Write out every record below exactly as it appears.

**Provided entries**:
§ §
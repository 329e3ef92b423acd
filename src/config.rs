//! User configuration.
//!
//! Settings are layered, later layers overriding earlier ones key by key:
//!
//! 1. built-in defaults
//! 2. the global `fillclass/config.toml` in the platform config directory
//! 3. `.fillclass.toml` at the workspace root
//! 4. LSP `initializationOptions` / `workspace/didChangeConfiguration`
//!    (either flat or nested under a `"fillclass"` key)
//!
//! TOML layers are converted to JSON values and merged before the result
//! is deserialized once, so a layer only has to mention the keys it
//! changes.

use std::path::{Path, PathBuf};

use etcetera::BaseStrategy;
use serde::{Deserialize, Serialize};
use serde_json::Value;

use crate::types::{FillPolicy, ValueMode};

/// File name of the per-workspace configuration.
pub const WORKSPACE_CONFIG_FILE: &str = ".fillclass.toml";

#[derive(Debug, thiserror::Error)]
pub enum ConfigError {
    #[error("cannot read {path}: {source}")]
    Io {
        path: PathBuf,
        source: std::io::Error,
    },
    #[error("invalid TOML in {path}: {source}")]
    Toml {
        path: PathBuf,
        source: toml::de::Error,
    },
    #[error("invalid settings: {0}")]
    Invalid(#[from] serde_json::Error),
}

#[derive(Debug, Clone, PartialEq, Eq, Serialize, Deserialize)]
#[serde(default)]
pub struct FillConfig {
    /// Emit `name =` placeholders instead of values (not applied to the
    /// same-name action).
    pub without_default_values: bool,
    /// Skip parameters that declare a default value.
    pub without_default_arguments: bool,
    pub with_trailing_comma: bool,
    pub put_arguments_on_separate_lines: bool,
    /// Let the client step through the inserted arguments.
    pub move_pointer_to_every_argument: bool,
    pub max_nesting_depth: usize,
    /// Value modes offered as code actions, in this order.
    pub actions: Vec<ValueMode>,
    /// Fixed seed for dummy values; random when unset.
    pub dummy_seed: Option<u64>,
}

impl Default for FillConfig {
    fn default() -> Self {
        let policy = FillPolicy::default();
        Self {
            without_default_values: policy.suppress_explicit_value_placeholders,
            without_default_arguments: policy.skip_defaulted_parameters,
            with_trailing_comma: policy.append_trailing_comma,
            put_arguments_on_separate_lines: policy.one_argument_per_line,
            move_pointer_to_every_argument: policy.place_cursor_at_each_argument,
            max_nesting_depth: policy.max_nesting_depth,
            actions: vec![
                ValueMode::EmptyDefaults,
                ValueMode::DummyValues,
                ValueMode::SameNameAsParameter,
            ],
            dummy_seed: None,
        }
    }
}

impl FillConfig {
    /// The policy for one action.
    pub fn policy(&self, mode: ValueMode) -> FillPolicy {
        FillPolicy {
            value_mode: mode,
            skip_defaulted_parameters: self.without_default_arguments,
            suppress_explicit_value_placeholders: self.without_default_values
                && mode != ValueMode::SameNameAsParameter,
            append_trailing_comma: self.with_trailing_comma,
            one_argument_per_line: self.put_arguments_on_separate_lines,
            place_cursor_at_each_argument: self.move_pointer_to_every_argument,
            max_nesting_depth: self.max_nesting_depth,
        }
    }

    /// Load the global and workspace files.
    pub fn load(workspace_root: Option<&Path>) -> Result<Self, ConfigError> {
        let mut files = Vec::new();
        if let Some(global) = global_config_path() {
            files.push(global);
        }
        if let Some(root) = workspace_root {
            files.push(root.join(WORKSPACE_CONFIG_FILE));
        }
        Self::from_files(&files)
    }

    /// Merge the given TOML files in order; missing files are skipped.
    pub fn from_files(files: &[PathBuf]) -> Result<Self, ConfigError> {
        let mut merged = serde_json::to_value(Self::default())?;
        for path in files {
            let content = match std::fs::read_to_string(path) {
                Ok(content) => content,
                Err(e) if e.kind() == std::io::ErrorKind::NotFound => continue,
                Err(source) => {
                    return Err(ConfigError::Io {
                        path: path.clone(),
                        source,
                    });
                }
            };
            let table: toml::Table = toml::from_str(&content).map_err(|source| ConfigError::Toml {
                path: path.clone(),
                source,
            })?;
            tracing::debug!("loaded configuration from {}", path.display());
            merge(&mut merged, serde_json::to_value(table)?);
        }
        Ok(serde_json::from_value(merged)?)
    }

    /// Apply LSP settings on top of this configuration.
    pub fn with_lsp_settings(&self, settings: &Value) -> Result<Self, ConfigError> {
        let layer = settings.get("fillclass").unwrap_or(settings);
        if !layer.is_object() {
            return Ok(self.clone());
        }
        let mut merged = serde_json::to_value(self)?;
        merge(&mut merged, layer.clone());
        Ok(serde_json::from_value(merged)?)
    }
}

/// `<config dir>/fillclass/config.toml`
pub fn global_config_path() -> Option<PathBuf> {
    let strategy = etcetera::choose_base_strategy().ok()?;
    Some(strategy.config_dir().join("fillclass").join("config.toml"))
}

/// Recursively overlay `layer` onto `base`; non-object values replace.
fn merge(base: &mut Value, layer: Value) {
    match (base, layer) {
        (Value::Object(base), Value::Object(layer)) => {
            for (key, value) in layer {
                match base.get_mut(&key) {
                    Some(existing) => merge(existing, value),
                    None => {
                        base.insert(key, value);
                    }
                }
            }
        }
        (base, layer) => *base = layer,
    }
}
§ §
**Output for this exercise**:
repository 329e3ef92b423acd
filename src/config.rs
//! User configuration.
//!
//! Settings are layered, later layers overriding earlier ones key by key:
//!
//! 1. built-in defaults
//! 2. the global `fillclass/config.toml` in the platform config directory
//! 3. `.fillclass.toml` at the workspace root
//! 4. LSP `initializationOptions` / `workspace/didChangeConfiguration`
//!    (either flat or nested under a `"fillclass"` key)
//!
//! TOML layers are converted to JSON values and merged before the result
//! is deserialized once, so a layer only has to mention the keys it
//! changes.

use std::path::{Path, PathBuf};

use etcetera::BaseStrategy;
use serde::{Deserialize, Serialize};
use serde_json::Value;

use crate::types::{FillPolicy, ValueMode};

/// File name of the per-workspace configuration.
pub const WORKSPACE_CONFIG_FILE: &str = ".fillclass.toml";

#[derive(Debug, thiserror::Error)]
pub enum ConfigError {
    #[error("cannot read {path}: {source}")]
    Io {
        path: PathBuf,
        source: std::io::Error,
    },
    #[error("invalid TOML in {path}: {source}")]
    Toml {
        path: PathBuf,
        source: toml::de::Error,
    },
    #[error("invalid settings: {0}")]
    Invalid(#[from] serde_json::Error),
}

#[derive(Debug, Clone, PartialEq, Eq, Serialize, Deserialize)]
#[serde(default)]
pub struct FillConfig {
    /// Emit `name =` placeholders instead of values (not applied to the
    /// same-name action).
    pub without_default_values: bool,
    /// Skip parameters that declare a default value.
    pub without_default_arguments: bool,
    pub with_trailing_comma: bool,
    pub put_arguments_on_separate_lines: bool,
    /// Let the client step through the inserted arguments.
    pub move_pointer_to_every_argument: bool,
    pub max_nesting_depth: usize,
    /// Value modes offered as code actions, in this order.
    pub actions: Vec<ValueMode>,
    /// Fixed seed for dummy values; random when unset.
    pub dummy_seed: Option<u64>,
}

impl Default for FillConfig {
    fn default() -> Self {
        let policy = FillPolicy::default();
        Self {
            without_default_values: policy.suppress_explicit_value_placeholders,
            without_default_arguments: policy.skip_defaulted_parameters,
            with_trailing_comma: policy.append_trailing_comma,
            put_arguments_on_separate_lines: policy.one_argument_per_line,
            move_pointer_to_every_argument: policy.place_cursor_at_each_argument,
            max_nesting_depth: policy.max_nesting_depth,
            actions: vec![
                ValueMode::EmptyDefaults,
                ValueMode::DummyValues,
                ValueMode::SameNameAsParameter,
            ],
            dummy_seed: None,
        }
    }
}

impl FillConfig {
    /// The policy for one action.
    pub fn policy(&self, mode: ValueMode) -> FillPolicy {
        FillPolicy {
            value_mode: mode,
            skip_defaulted_parameters: self.without_default_arguments,
            suppress_explicit_value_placeholders: self.without_default_values
                && mode != ValueMode::SameNameAsParameter,
            append_trailing_comma: self.with_trailing_comma,
            one_argument_per_line: self.put_arguments_on_separate_lines,
            place_cursor_at_each_argument: self.move_pointer_to_every_argument,
            max_nesting_depth: self.max_nesting_depth,
        }
    }

    /// Load the global and workspace files.
    pub fn load(workspace_root: Option<&Path>) -> Result<Self, ConfigError> {
        let mut files = Vec::new();
        if let Some(global) = global_config_path() {
            files.push(global);
        }
        if let Some(root) = workspace_root {
            files.push(root.join(WORKSPACE_CONFIG_FILE));
        }
        Self::from_files(&files)
    }

    /// Merge the given TOML files in order; missing files are skipped.
    pub fn from_files(files: &[PathBuf]) -> Result<Self, ConfigError> {
        let mut merged = serde_json::to_value(Self::default())?;
        for path in files {
            let content = match std::fs::read_to_string(path) {
                Ok(content) => content,
                Err(e) if e.kind() == std::io::ErrorKind::NotFound => continue,
                Err(source) => {
                    return Err(ConfigError::Io {
                        path: path.clone(),
                        source,
                    });
                }
            };
            let table: toml::Table = toml::from_str(&content).map_err(|source| ConfigError::Toml {
                path: path.clone(),
                source,
            })?;
            tracing::debug!("loaded configuration from {}", path.display());
            merge(&mut merged, serde_json::to_value(table)?);
        }
        Ok(serde_json::from_value(merged)?)
    }

    /// Apply LSP settings on top of this configuration.
    pub fn with_lsp_settings(&self, settings: &Value) -> Result<Self, ConfigError> {
        let layer = settings.get("fillclass").unwrap_or(settings);
        if !layer.is_object() {
            return Ok(self.clone());
        }
        let mut merged = serde_json::to_value(self)?;
        merge(&mut merged, layer.clone());
        Ok(serde_json::from_value(merged)?)
    }
}

/// `<config dir>/fillclass/config.toml`
pub fn global_config_path() -> Option<PathBuf> {
    let strategy = etcetera::choose_base_strategy().ok()?;
    Some(strategy.config_dir().join("fillclass").join("config.toml"))
}

/// Recursively overlay `layer` onto `base`; non-object values replace.
fn merge(base: &mut Value, layer: Value) {
    match (base, layer) {
        (Value::Object(base), Value::Object(layer)) => {
            for (key, value) in layer {
                match base.get_mut(&key) {
                    Some(existing) => merge(existing, value),
                    None => {
                        base.insert(key, value);
                    }
                }
            }
        }
        (base, layer) => *base = layer,
    }
}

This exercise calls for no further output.